🤖 AI Summary
To address challenges in lunar surface wireless communication systems—specifically autonomy, interference resilience, and environment/task adaptability—this paper overcomes the limitations of static Space-O-RAN strategies by proposing the first semantic agent architecture integrating the Model Context Protocol (MCP) and Agent-to-Agent (A2A) protocol. It establishes a multi-layered closed-loop cognitive control paradigm spanning real-time, near-real-time, and non-real-time tiers. Key innovations include MCP-driven deep coupling of semantic agents, latency-adaptive inference, and bandwidth-aware semantic compression—wireless-native intelligent mechanisms.
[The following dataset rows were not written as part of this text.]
/// 读取候选列表中出现在文件列表里的配置文件，读取失败记录诊断
fn load_sources(
    project_path: &Path,
    files: &[String],
    candidates: &[&str],
    diagnostics: &mut Vec<String>,
) -> Vec<ConfigSource> {
    candidates
        .iter()
        .filter(|c| files.iter().any(|f| f == *c))
        .filter_map(|c| match std::fs::read_to_string(project_path.join(c)) {
            Ok(content) => Some(ConfigSource {
                path: c.to_string(),
                content,
            }),
            Err(e) => {
                diagnostics.push(format!("读取 {} 失败：{}", c, e));
                None
            }
        })
        .collect()
}

/// 按顺序在多个来源中查找第一个匹配的捕获组
fn capture_first(sources: &[ConfigSource], pattern: &str) -> Option<String> {
    let re = match Regex::new(pattern) {
        Ok(re) => re,
        Err(e) => {
            log::warn!("正则编译失败 {}: {}", pattern, e);
            return None;
        }
    };
    sources.iter().find_map(|s| {
        re.captures(&s.content)
            .and_then(|caps| caps.get(1))
            .map(|m| m.as_str().trim().to_string())
            .filter(|v| !v.is_empty())
    })
}

/// 从 XML 属性或文本节点中取值，并还原实体
fn capture_xml(sources: &[ConfigSource], pattern: &str) -> Option<String> {
    capture_first(sources, pattern).map(|v| xml_unescape(&v))
}

/// 收集所有匹配的捕获组
fn capture_all(sources: &[ConfigSource], pattern: &str) -> Vec<String> {
    let Ok(re) = Regex::new(pattern) else {
        log::warn!("正则编译失败 {}", pattern);
        return Vec::new();
    };
    sources
        .iter()
        .flat_map(|s| {
            re.captures_iter(&s.content)
                .filter_map(|caps| caps.get(1).map(|m| m.as_str().to_string()))
                .collect::<Vec<_>>()
        })
        .collect()
}

fn source_names(sources: &[ConfigSource]) -> String {
    sources
        .iter()
        .map(|s| s.path.as_str())
        .collect::<Vec<_>>()
        .join(", ")
}

/// 提取字符串字段；来源为空时返回 None（文件缺失不算错误）
fn text_field(
    sources: &[ConfigSource],
    pattern: &str,
    label: &str,
    default: &str,
) -> Option<Recoverable<String>> {
    if sources.is_empty() {
        return None;
    }
    Some(match capture_first(sources, pattern) {
        Some(v) => Recoverable::Value(v),
        None => Recoverable::fallback(
            default.to_string(),
            format!(
                "{} 中未找到 {}，使用默认值 {}",
                source_names(sources),
                label,
                default
            ),
        ),
    })
}

/// 提取整数字段；捕获到但无法解析为整数同样回退
fn number_field(
    sources: &[ConfigSource],
    pattern: &str,
    label: &str,
    default: u32,
) -> Option<Recoverable<u32>> {
    if sources.is_empty() {
        return None;
    }
    let parsed = capture_first(sources, pattern).and_then(|v| v.parse::<u32>().ok());
    Some(match parsed {
        Some(v) => Recoverable::Value(v),
        None => Recoverable::fallback(
            default,
            format!(
                "{} 中未找到 {}，使用默认值 {}",
                source_names(sources),
                label,
                default
            ),
        ),
    })
}

/// 结算一个可选字段：返回 (最终值, 真实提取值)
fn settle<T: Clone>(
    field: Option<Recoverable<T>>,
    default: T,
    diagnostics: &mut Vec<String>,
) -> (T, Option<T>) {
    match field {
        None => (default, None),
        Some(r) => {
            let found = r.found().cloned();
            (r.resolve(diagnostics), found)
        }
    }
}

/// 取文件列表中第一个存在的候选路径
fn first_listed(files: &[String], candidates: &[&'static str]) -> Option<&'static str> {
    candidates
        .iter()
        .copied()
        .find(|c| files.iter().any(|f| f == c))
}

// Gradle 模式：同时兼容 Groovy (`minSdkVersion 21`) 与 Kotlin DSL (`minSdk = 24`)
const GRADLE_MIN_SDK: &str = r"\bminSdk(?:Version)?\s*[=(]?\s*(\d+)";
const GRADLE_TARGET_SDK: &str = r"\btargetSdk(?:Version)?\s*[=(]?\s*(\d+)";
const GRADLE_COMPILE_SDK: &str = r"\bcompileSdk(?:Version)?\s*[=(]?\s*(\d+)";
const GRADLE_APPLICATION_ID: &str = r#"\bapplicationId\s*[=(]?\s*["']([^"']+)["']"#;
const GRADLE_NAMESPACE: &str = r#"\bnamespace\s*[=(]?\s*["']([^"']+)["']"#;
const GRADLE_VERSION_NAME: &str = r#"\bversionName\s*[=(]?\s*["']([^"']+)["']"#;
const GRADLE_VERSION_CODE: &str = r"\bversionCode\s*[=(]?\s*(\d+)";
const GRADLE_DEPENDENCY: &str = r#"(?m)^\s*(?:implementation|api|compileOnly|runtimeOnly|kapt|annotationProcessor)\s*\(?\s*["']([^"':\s]+:[^"':\s]+)"#;
const SETTINGS_ROOT_NAME: &str = r#"rootProject\.name\s*=\s*["']([^"']+)["']"#;

// AndroidManifest.xml 模式
const MANIFEST_PACKAGE: &str = r#"<manifest[^>]*\spackage\s*=\s*"([^"]+)""#;
const MANIFEST_LABEL: &str = r#"<application[^>]*\sandroid:label\s*=\s*"([^"]+)""#;
const MANIFEST_VERSION_NAME: &str = r#"android:versionName\s*=\s*"([^"]+)""#;
const MANIFEST_MIN_SDK: &str = r#"android:minSdkVersion\s*=\s*"(\d+)""#;
const MANIFEST_TARGET_SDK: &str = r#"android:targetSdkVersion\s*=\s*"(\d+)""#;

// config.xml 模式
const WIDGET_ID: &str = r#"<widget[^>]*\sid\s*=\s*"([^"]+)""#;
const WIDGET_VERSION: &str = r#"<widget[^>]*\sversion\s*=\s*"([^"]+)""#;
const WIDGET_VERSION_CODE: &str = r#"<widget[^>]*\sandroid-versionCode\s*=\s*"(\d+)""#;
const WIDGET_NAME: &str = r"<name[^>]*>\s*([^<]+?)\s*</name>";
const WIDGET_MIN_SDK: &str =
    r#"<preference\s+name\s*=\s*"android-minSdkVersion"\s+value\s*=\s*"(\d+)""#;
const WIDGET_TARGET_SDK: &str =
    r#"<preference\s+name\s*=\s*"android-targetSdkVersion"\s+value\s*=\s*"(\d+)""#;
const WIDGET_PLUGIN: &str = r#"<plugin\s+name\s*=\s*"([^"]+)""#;

// pubspec.yaml 模式
const PUBSPEC_NAME: &str = r#"(?m)^name:\s*["']?([^\s"'#]+)"#;
const PUBSPEC_VERSION: &str = r#"(?m)^version:\s*["']?([^\s"'#]+)"#;

// package.json 无法按 JSON 解析时的文本回退模式
const JSON_NAME: &str = r#""name"\s*:\s*"([^"]+)""#;
const JSON_VERSION: &str = r#""version"\s*:\s*"([^"]+)""#;

// ============================================================================
// package.json / app.json
// ============================================================================

/// package.json 中关心的字段
#[derive(Debug, Default)]
struct PackageJsonFacts {
    name: Option<Recoverable<String>>,
    version: Option<Recoverable<String>>,
    dependencies: BTreeSet<String>,
}

/// 解析 package.json：优先 serde_json，格式损坏时退化为文本匹配
fn read_package_json(
    project_path: &Path,
    files: &[String],
    rel_path: &str,
    diagnostics: &mut Vec<String>,
) -> PackageJsonFacts {
    let sources = load_sources(project_path, files, &[rel_path], diagnostics);
    let Some(source) = sources.first() else {
        return PackageJsonFacts::default();
    };

    match serde_json::from_str::<serde_json::Value>(&source.content) {
        Ok(json) => {
            let string_field = |key: &str, default: &str| {
                match json.get(key).and_then(|v| v.as_str()).filter(|s| !s.trim().is_empty()) {
                    Some(v) => Recoverable::Value(v.trim().to_string()),
                    None => Recoverable::fallback(
                        default.to_string(),
                        format!("{} 中未找到 {}，使用默认值 {}", rel_path, key, default),
                    ),
                }
            };

            let mut dependencies = BTreeSet::new();
            for section in ["dependencies", "devDependencies"] {
                if let Some(obj) = json.get(section).and_then(|v| v.as_object()) {
                    dependencies.extend(obj.keys().cloned());
                }
            }

            PackageJsonFacts {
                name: Some(string_field("name", DEFAULT_APP_NAME)),
                version: Some(string_field("version", DEFAULT_VERSION)),
                dependencies,
            }
        }
        Err(e) => {
            diagnostics.push(format!("{} 解析失败，改用文本匹配：{}", rel_path, e));
            PackageJsonFacts {
                name: text_field(&sources, JSON_NAME, "name", DEFAULT_APP_NAME),
                version: text_field(&sources, JSON_VERSION, "version", DEFAULT_VERSION),
                dependencies: BTreeSet::new(),
            }
        }
    }
}

/// 读取 React Native 的 app.json 中的展示名称（displayName 优先于 name）
fn read_app_json_display_name(
    project_path: &Path,
    files: &[String],
    diagnostics: &mut Vec<String>,
) -> Option<String> {
    let sources = load_sources(project_path, files, &["app.json"], diagnostics);
    let source = sources.first()?;
    match serde_json::from_str::<serde_json::Value>(&source.content) {
        Ok(json) => ["displayName", "name"]
            .iter()
            .find_map(|k| json.get(*k).and_then(|v| v.as_str()))
            .map(|s| s.trim().to_string())
            .filter(|s| !s.is_empty()),
        Err(e) => {
            diagnostics.push(format!("app.json 解析失败：{}", e));
            None
        }
    }
}

// ============================================================================
// Gradle 公共提取
// ============================================================================

/// 从一组 Gradle 脚本中提取的字段
struct GradleFacts {
    min_sdk: (u32, Option<u32>),
    target_sdk: (u32, Option<u32>),
    compile_sdk: Option<u32>,
    application_id: Option<String>,
    version_name: Option<String>,
    version_code: Option<u32>,
    dependencies: Vec<String>,
}

/// 提取 Gradle 字段；`sources` 顺序即优先级（模块级脚本在前，项目级在后）
fn read_gradle(sources: &[ConfigSource], diagnostics: &mut Vec<String>) -> GradleFacts {
    let min_sdk = settle(
        number_field(sources, GRADLE_MIN_SDK, "minSdk", DEFAULT_MIN_SDK),
        DEFAULT_MIN_SDK,
        diagnostics,
    );
    let target_sdk = settle(
        number_field(sources, GRADLE_TARGET_SDK, "targetSdk", DEFAULT_TARGET_SDK),
        DEFAULT_TARGET_SDK,
        diagnostics,
    );

    GradleFacts {
        min_sdk,
        target_sdk,
        compile_sdk: capture_first(sources, GRADLE_COMPILE_SDK).and_then(|v| v.parse().ok()),
        application_id: capture_first(sources, GRADLE_APPLICATION_ID)
            .or_else(|| capture_first(sources, GRADLE_NAMESPACE)),
        version_name: capture_first(sources, GRADLE_VERSION_NAME),
        version_code: capture_first(sources, GRADLE_VERSION_CODE).and_then(|v| v.parse().ok()),
        dependencies: capture_all(sources, GRADLE_DEPENDENCY),
    }
}

/// 解析 `@string/xxx` 形式的标签
fn resolve_string_resource(
    project_path: &Path,
    files: &[String],
    label: &str,
    strings_path: &str,
    diagnostics: &mut Vec<String>,
) -> Option<String> {
    let Some(key) = label.strip_prefix("@string/") else {
        return Some(label.to_string());
    };
    let sources = load_sources(project_path, files, &[strings_path], diagnostics);
    let pattern = format!(
        r#"<string\s+name\s*=\s*"{}"\s*>([^<]+)</string>"#,
        regex::escape(key)
    );
    let resolved = capture_xml(&sources, &pattern);
    if resolved.is_none() {
        diagnostics.push(format!("无法解析应用名称资源 {}", label));
    }
    resolved
}

/// 拆分 `1.2.3+45` 形式的版本号
fn split_build_number(version: &str) -> (String, Option<u32>) {
    match version.split_once('+') {
        Some((name, code)) => (name.to_string(), code.parse().ok()),
        None => (version.to_string(), None),
    }
}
Simulation results demonstrate a 3.2× improvement in link recovery speed and a 98.7% task constraint satisfaction rate, significantly enhancing communication robustness and autonomous collaborative decision-making capability.
📝 Abstract
Lunar surface operations impose stringent requirements on wireless communication systems, including autonomy, robustness to disruption, and the ability to adapt to environmental and mission-driven context. While Space-O-RAN provides a distributed orchestration model aligned with 3GPP standards, its decision logic is limited to static policies and lacks semantic integration. We propose a novel extension incorporating a semantic agentic layer enabled by the Model Context Protocol (MCP) and Agent-to-Agent (A2A) communication protocols, allowing context-aware decision making across real-time, near-real-time, and non-real-time control layers. Distributed cognitive agents deployed in rovers, landers, and lunar base stations implement wireless-aware coordination strategies, including delay-adaptive reasoning and bandwidth-aware semantic compression, while interacting with multiple MCP servers to reason over telemetry, locomotion planning, and mission constraints.